O uso das expressões “gestão sustentável das florestas públicas” e “sustentabilidade dos planos de manejo” tem uma base dimensional, que envolve conceito, meta, alvo, o que o torna dinâmico em sua essência e implica bastante juízo de valor. Na visão de João de Deus, Diretor de Áreas Protegidas do Ministério do Meio Ambiente, dada a complexidade natural do ecossistema florestal que se quer manter sustentável, a implementação do

conceito de sustentabilidade nas concessões florestais deve, por necessidade, estar baseada em elementos e critérios construídos com informação científica de qualidade, visando a evitar que as inconsistências da lei de gestão sustentável das florestas públicas se traduzam em desequilíbrios ecológicos, sociais e econômicos.

Outro ponto relevante é que a lei veda a outorga do direito de acesso ao patrimônio genético para fins de pesquisa e desenvolvimento, bioprospecção e constituição de coleções. Porém, os mecanismos de controle são frouxos e não asseguram que as empresas irão cumprir tal imposição. A retirada do habitat natural dos melhores espécimes pode desencadear um processo de danos irreversíveis à biodiversidade local.

O Estado terá grandes dificuldades na realização do referido dispositivo63 e em assegurar que a iniciativa privada, com toda sua conhecida tendência ao lucro, se limitaria à exploração ecológica da floresta, observando os princípios éticos do contrato e da legislação. Os concessionários deverão observar todas as limitações previstas no projeto, como, por exemplo, não cortar árvores que contenham ninhos da fauna silvestre; ignorar os recursos hídricos da área de concessão; ignorar o ouro e os demais minerais preciosos do subsolo da floresta; bem como o patrimônio genético tão valioso no mercado internacional, dentre tantas outras coisas.
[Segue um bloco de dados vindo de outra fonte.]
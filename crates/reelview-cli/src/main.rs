use clap::{ArgAction, Parser, Subcommand};
use reelview_config::{Config, PathManager};
use reelview_models::validation::REVIEWS_PER_PAGE;

mod commands;
mod logging;
mod output;

use commands::{config as config_cmd, movies, profile, reviews};
use output::Output;

#[derive(Parser)]
#[command(name = "reelview")]
#[command(about = "ReelView - browse the movie catalog and manage your reviews")]
#[command(version)]
struct Cli {
    /// Enable verbose output (use multiple times for more verbosity: -v, -vv)
    #[arg(short, long, action = ArgAction::Count, global = true)]
    verbose: u8,

    /// Suppress all output except errors
    #[arg(short, long, global = true)]
    quiet: bool,

    /// Output format
    #[arg(long, global = true, default_value = "human", value_enum)]
    output: output::OutputFormat,

    #[command(subcommand)]
    command: Commands,
}

#[derive(Subcommand)]
enum Commands {
    /// Browse the movie catalog
    Movies {
        #[command(subcommand)]
        cmd: MoviesCommands,
    },
    /// Read and write movie reviews
    Reviews {
        #[command(subcommand)]
        cmd: ReviewsCommands,
    },
    /// View and manage user profiles
    Profile {
        #[command(subcommand)]
        cmd: ProfileCommands,
    },
    /// View or initialize configuration
    Config {
        #[command(subcommand)]
        cmd: Option<ConfigCommands>,
    },
}

#[derive(Subcommand)]
enum MoviesCommands {
    /// List popular movies
    Popular {
        #[arg(long, default_value_t = 1)]
        page: u32,
    },
    /// List trending movies
    Trending {
        /// Trending window: day or week
        #[arg(long, default_value = "day")]
        window: String,
    },
    /// Search the catalog by title
    Search {
        query: String,
        #[arg(long, default_value_t = 1)]
        page: u32,
    },
    /// Show full details for one movie
    Details {
        movie_id: u32,
        /// Also list trailers and clips
        #[arg(long, action = ArgAction::SetTrue)]
        videos: bool,
    },
}

#[derive(Subcommand)]
enum ReviewsCommands {
    /// List reviews with optional search, rating filter, and sort order
    List {
        /// Only reviews for this movie
        #[arg(long)]
        movie: Option<u32>,

        /// Only reviews by this user
        #[arg(long)]
        user: Option<String>,

        /// How many records to fetch
        #[arg(long, default_value_t = REVIEWS_PER_PAGE)]
        limit: usize,

        /// Case-insensitive match against movie title, author, and comment
        #[arg(long, default_value = "")]
        search: String,

        /// Keep only reviews with exactly this star rating
        #[arg(long)]
        rating: Option<u8>,

        /// Sort order: newest, oldest, highest, lowest, or helpful
        #[arg(long, default_value = "newest")]
        sort: String,
    },
    /// Submit a new review
    Add {
        /// Authoring user id
        #[arg(long)]
        user: String,

        /// Display name stored with the review
        #[arg(long)]
        name: String,

        /// Catalog id of the movie being reviewed
        #[arg(long)]
        movie: u32,

        /// Star rating, 1-5
        #[arg(long)]
        rating: u8,

        /// Review text, 10-1000 characters
        #[arg(long)]
        comment: String,
    },
    /// Delete one of your reviews
    Delete {
        review_id: String,

        /// Requesting user id; must match the review's author
        #[arg(long)]
        user: String,

        /// Skip the confirmation prompt
        #[arg(long, action = ArgAction::SetTrue)]
        yes: bool,
    },
    /// Mark a review as helpful
    Helpful { review_id: String },
    /// Show collection-wide review statistics
    Stats,
}

#[derive(Subcommand)]
enum ProfileCommands {
    /// Show a user's profile with synchronized stats
    Show {
        #[arg(long)]
        user: String,
    },
    /// Create a profile record (registration)
    Register {
        #[arg(long)]
        user: String,

        #[arg(long)]
        username: String,

        #[arg(long)]
        email: String,

        /// Password (prompted when omitted); only its length is checked here
        #[arg(long)]
        password: Option<String>,
    },
    /// Update profile display fields
    Update {
        #[arg(long)]
        user: String,

        #[arg(long)]
        username: Option<String>,

        #[arg(long)]
        bio: Option<String>,
    },
    /// Recompute and persist the user's review stats
    Sync {
        #[arg(long)]
        user: String,
    },
}

#[derive(Subcommand)]
enum ConfigCommands {
    /// Show current configuration (masks the API key)
    Show,
    /// Write a default config file
    Init {
        /// Overwrite an existing config file
        #[arg(long, action = ArgAction::SetTrue)]
        force: bool,
    },
}

#[tokio::main]
async fn main() -> color_eyre::Result<()> {
    color_eyre::install()?;
    let cli = Cli::parse();
    logging::init_logging(cli.verbose, cli.quiet)
        .map_err(|e| color_eyre::eyre::eyre!("failed to initialize logging: {}", e))?;

    let out = Output::new(cli.output, cli.quiet);
    let paths = PathManager::new()
        .map_err(|e| color_eyre::eyre::eyre!("failed to resolve config paths: {}", e))?;
    let config = Config::load(&paths.config_file())
        .map_err(|e| color_eyre::eyre::eyre!("failed to load configuration: {}", e))?;

    match cli.command {
        Commands::Movies { cmd } => match cmd {
            MoviesCommands::Popular { page } => movies::popular(&out, &config, page).await?,
            MoviesCommands::Trending { window } => {
                movies::trending(&out, &config, &window).await?
            }
            MoviesCommands::Search { query, page } => {
                movies::search(&out, &config, &query, page).await?
            }
            MoviesCommands::Details { movie_id, videos } => {
                movies::details(&out, &config, movie_id, videos).await?
            }
        },
        Commands::Reviews { cmd } => match cmd {
            ReviewsCommands::List {
                movie,
                user,
                limit,
                search,
                rating,
                sort,
            } => {
                reviews::list(
                    &out,
                    &config,
                    reviews::ListArgs {
                        movie,
                        user,
                        limit,
                        search,
                        rating,
                        sort,
                    },
                )
                .await?
            }
            ReviewsCommands::Add {
                user,
                name,
                movie,
                rating,
                comment,
            } => {
                reviews::add(
                    &out,
                    &config,
                    reviews::AddArgs {
                        user,
                        name,
                        movie,
                        rating,
                        comment,
                    },
                )
                .await?
            }
            ReviewsCommands::Delete {
                review_id,
                user,
                yes,
            } => reviews::delete(&out, &config, &review_id, &user, yes).await?,
            ReviewsCommands::Helpful { review_id } => {
                reviews::helpful(&out, &config, &review_id).await?
            }
            ReviewsCommands::Stats => reviews::stats(&out, &config).await?,
        },
        Commands::Profile { cmd } => match cmd {
            ProfileCommands::Show { user } => profile::show(&out, &config, &user).await?,
            ProfileCommands::Register {
                user,
                username,
                email,
                password,
            } => profile::register(&out, &config, &user, &username, &email, password).await?,
            ProfileCommands::Update {
                user,
                username,
                bio,
            } => profile::update(&out, &config, &user, username, bio).await?,
            ProfileCommands::Sync { user } => profile::sync(&out, &config, &user).await?,
        },
        Commands::Config { cmd } => match cmd.unwrap_or(ConfigCommands::Show) {
            ConfigCommands::Show => config_cmd::show(&out, &config, &paths)?,
            ConfigCommands::Init { force } => config_cmd::init(&out, &paths, force)?,
        },
    }

    Ok(())
}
O grande desafio reside na fiscalização do atendimento a todas as limitações previstas. É notável a ineficiência atual da fiscalização para impedir o espantoso desmatamento ilegal da Amazônia e todos os demais desmandos ambientais diariamente noticiados. Como acreditar que, a toque de mágica, por força de uma nova lei, seria possível fiscalizar, por exemplo, o acesso ao patrimônio genético ou ao o uso dos recursos hídricos existentes no interior de uma unidade de manejo florestal concedida? E a chamada "biopirataria" como seria combatida, visto que grande parte dos produtos florestais destina- se ao exterior? Essas inconsistências poderão ser atenuadas com futuras regulamentações e ações de fortalecimento das instituições ambientais.

63 Art. 16, &1º- É vedada a outorga de qualquer dos seguintes direitos no âmbito da concessão florestal:

I- titularidade imobiliária ou preferência em sua aquisição; II- acesso ao patrimônio genético para fins de pesquisa e desenvolvimento, bioprospecção ou constituição de coleções; III- uso dos recursos hídricos acima do especificado como insignificante, nos termos da Lei nº 9.433 de 8 de janeiro de 1997; IV- exploração dos recursos minerais; V- exploração de recursos pesqueiros ou de fauna silvestre e VI – comercialização de créditos decorrentes da emissão evitada de carbono em florestas naturais.